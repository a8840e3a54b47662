use sqlx::sqlite::{SqliteConnectOptions, SqlitePool, SqlitePoolOptions};
use std::str::FromStr;

use crate::config::Settings;
use crate::errors::AppError;

pub static MIGRATOR: sqlx::migrate::Migrator = sqlx::migrate!("./migrations");

/// Opens the connection pool and brings the schema up to date.
#[tracing::instrument(name = "init_db", skip(settings), fields(database_url = %settings.database_url))]
pub async fn init_db(settings: &Settings) -> Result<SqlitePool, AppError> {
    let options = SqliteConnectOptions::from_str(&settings.database_url)?.create_if_missing(true);

    let pool = SqlitePoolOptions::new()
        .max_connections(settings.db_max_connections)
        .acquire_timeout(settings.query_timeout)
        .connect_with(options)
        .await?;

    MIGRATOR.run(&pool).await?;

    tracing::info!("Database ready");
    Ok(pool)
}

/// A private in-memory database. The pool is pinned to one connection that
/// never expires, since every new SQLite memory connection starts empty.
#[cfg(test)]
pub(crate) async fn memory_pool() -> SqlitePool {
    let pool = SqlitePoolOptions::new()
        .max_connections(1)
        .idle_timeout(None)
        .max_lifetime(None)
        .connect("sqlite::memory:")
        .await
        .expect("Failed to open in-memory database");

    MIGRATOR.run(&pool).await.expect("Failed to run migrations");
    pool
}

******************************

▸ Task to carry out:
Copy each line above exactly as it stands.

▸ Answer for this exercise:
repository a8840e3a54b47662
use sqlx::sqlite::{SqliteConnectOptions, SqlitePool, SqlitePoolOptions};
use std::str::FromStr;

use crate::config::Settings;
use crate::errors::AppError;

pub static MIGRATOR: sqlx::migrate::Migrator = sqlx::migrate!("./migrations");

/// Opens the connection pool and brings the schema up to date.
#[tracing::instrument(name = "init_db", skip(settings), fields(database_url = %settings.database_url))]
pub async fn init_db(settings: &Settings) -> Result<SqlitePool, AppError> {
    let options = SqliteConnectOptions::from_str(&settings.database_url)?.create_if_missing(true);

    let pool = SqlitePoolOptions::new()
        .max_connections(settings.db_max_connections)
        .acquire_timeout(settings.query_timeout)
        .connect_with(options)
        .await?;

    MIGRATOR.run(&pool).await?;

    tracing::info!("Database ready");
    Ok(pool)
}

/// A private in-memory database. The pool is pinned to one connection that
/// never expires, since every new SQLite memory connection starts empty.
#[cfg(test)]
pub(crate) async fn memory_pool() -> SqlitePool {
    let pool = SqlitePoolOptions::new()
        .max_connections(1)
        .idle_timeout(None)
        .max_lifetime(None)
        .connect("sqlite::memory:")
        .await
        .expect("Failed to open in-memory database");

    MIGRATOR.run(&pool).await.expect("Failed to run migrations");
    pool
}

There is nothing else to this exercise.